** Opening SOURCE DATA block **

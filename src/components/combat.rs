use std::collections::HashMap;

use glam::Vec2;

use super::Faction;

/// Slack when comparing a countdown against zero, so a cooldown and a timed
/// state of the same length expire on the same tick.
const COOLDOWN_EPSILON: f32 = 1e-4;

/// Actions that are rate-limited by a cooldown.
#[derive(Debug, Clone, Copy, PartialEq, Eq, Hash)]
pub enum ActionKind {
    Melee,
    Shoot,
    Roll,
    Contact,
}

/// Remaining cooldown per action, in seconds. Each entry only ever counts
/// down toward zero between restarts.
#[derive(Debug, Clone, Default)]
pub struct Cooldowns {
    remaining: HashMap<ActionKind, f32>,
}

impl Cooldowns {
    pub fn new() -> Self {
        Self::default()
    }

    pub fn remaining(&self, kind: ActionKind) -> f32 {
        self.remaining.get(&kind).copied().unwrap_or(0.0)
    }

    pub fn ready(&self, kind: ActionKind) -> bool {
        self.remaining(kind) <= COOLDOWN_EPSILON
    }

    pub fn start(&mut self, kind: ActionKind, seconds: f32) {
        self.remaining.insert(kind, seconds.max(0.0));
    }

    /// Start the cooldown if it is ready. Returns whether it was.
    pub fn try_start(&mut self, kind: ActionKind, seconds: f32) -> bool {
        if !self.ready(kind) {
            return false;
        }
        self.start(kind, seconds);
        true
    }

    pub fn tick(&mut self, dt: f32) {
        for remaining in self.remaining.values_mut() {
            *remaining = (*remaining - dt).max(0.0);
        }
    }
}

/// Path a projectile follows.
#[derive(Debug, Clone, Copy, PartialEq)]
pub enum Trajectory {
    /// Integrated from `Velocity` each tick.
    Straight,
    /// Sinusoidal lob: x lerps `start -> end`, y lerps plus
    /// `height * sin(pi * progress)`. Lands on `end` after `duration`.
    Arc {
        start: Vec2,
        end: Vec2,
        duration: f32,
        height: f32,
        elapsed: f32,
    },
}

/// Transient damaging entity.
#[derive(Debug, Clone)]
pub struct Projectile {
    pub damage: i32,
    pub owner: Faction,
    pub time_to_live: f32,
    pub radius: f32,
    pub trajectory: Trajectory,
    /// Blast radius. `None` = damages only the actor it touches.
    pub explosive: Option<f32>,
}

/// What a combat trigger asks the spawner to create.
#[derive(Debug, Clone)]
pub struct ProjectileSpawnRequest {
    pub position: Vec2,
    pub velocity: Vec2,
    pub projectile: Projectile,
}

/// Per-shot projectile parameters.
#[derive(Debug, Clone, Copy)]
pub struct ProjectileSpec {
    pub speed: f32,
    pub damage: i32,
    pub time_to_live: f32,
    pub radius: f32,
    pub explosive: Option<f32>,
}

#[derive(Debug, Clone, Copy)]
pub enum Delivery {
    Straight,
    Arc { height: f32 },
}

/// Attack bands and timing for an actor. Melee and shoot bands never
/// overlap: a distance inside `melee_range` is always a melee distance.
#[derive(Debug, Clone, Copy)]
pub struct Weapon {
    pub owner: Faction,
    pub melee_range: f32,
    pub shoot_range: f32,
    pub cooldown: f32,
    pub projectile: ProjectileSpec,
    pub delivery: Delivery,
}

/// Damage dealt to the opposing side on body contact, rate-limited by the
/// `Contact` cooldown.
#[derive(Debug, Clone, Copy)]
pub struct ContactDamage {
    pub amount: i32,
    pub cooldown: f32,
}

/// One-way damage request applied by the health system at the end of a tick.
#[derive(Debug, Clone, Copy)]
pub struct DamageEvent {
    pub target: hecs::Entity,
    pub amount: i32,
    pub source: Faction,
}
use glam::Vec2;
use hecs::Entity;

/// World-space position of the entity's centre.
#[derive(Debug, Clone, Copy, PartialEq)]
pub struct Position(pub Vec2);

/// Linear velocity in world units per second.
#[derive(Debug, Clone, Copy, PartialEq)]
pub struct Velocity(pub Vec2);

/// Multiplier on world gravity. 0.0 = floats, 1.0 = normal fall.
#[derive(Debug, Clone, Copy)]
pub struct GravityScale(pub f32);

/// Axis-aligned collision box centred on `Position`.
#[derive(Debug, Clone, Copy)]
pub struct Body {
    pub half_extents: Vec2,
}

/// Marker: entity is standing on a ground surface (rebuilt every physics step).
pub struct Grounded;

/// What a piece of level geometry counts as for collision reports.
#[derive(Debug, Clone, Copy, PartialEq, Eq)]
pub enum Surface {
    Ground,
    Wall,
}

/// Static level geometry. Not an entity: the level owns the list.
#[derive(Debug, Clone, Copy)]
pub struct Platform {
    pub min: Vec2,
    pub max: Vec2,
    pub surface: Surface,
}

/// Contact between an actor body and level geometry produced by the physics step.
/// `normal` points away from the surface, toward the actor.
#[derive(Debug, Clone, Copy)]
pub struct CollisionEvent {
    pub entity: Entity,
    pub surface: Surface,
    pub normal: Vec2,
}
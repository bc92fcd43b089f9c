pub mod arena;
pub mod level;
pub mod prefabs;
use glam::Vec2;
use hecs::{Entity, World};

use crate::components::Surface;
use crate::config::Tuning;
use crate::scene::level::Level;
use crate::scene::prefabs::{spawn_bomber, spawn_brawler, spawn_player};

/// Build and populate the default arena: a walled floor with one raised
/// block, a brawler patrolling the left side and a bomber on top of the block.
/// Returns the level geometry and the player entity.
pub fn load_arena(world: &mut World, tuning: &Tuning) -> (Level, Entity) {
    let mut level = Level::default();

    level.add(Vec2::new(-30.0, -1.0), Vec2::new(30.0, 0.0), Surface::Ground);
    level.add(Vec2::new(-31.0, -1.0), Vec2::new(-30.0, 20.0), Surface::Wall);
    level.add(Vec2::new(30.0, -1.0), Vec2::new(31.0, 20.0), Surface::Wall);
    // Raised block: its left lip is the ledge the player can grab.
    level.add(Vec2::new(12.0, 0.0), Vec2::new(18.0, 2.5), Surface::Ground);

    let player = spawn_player(world, tuning, Vec2::new(0.0, 2.0));
    spawn_brawler(world, tuning, Vec2::new(-16.0, 1.0));
    spawn_bomber(world, tuning, Vec2::new(15.0, 3.2));

    (level, player)
}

** Closing SOURCE DATA block **

| REQUIRED ACTION |
Work out how many lines in the records above contain the word "ActionKind", and give only that number.

| EXERCISE ANSWER |
6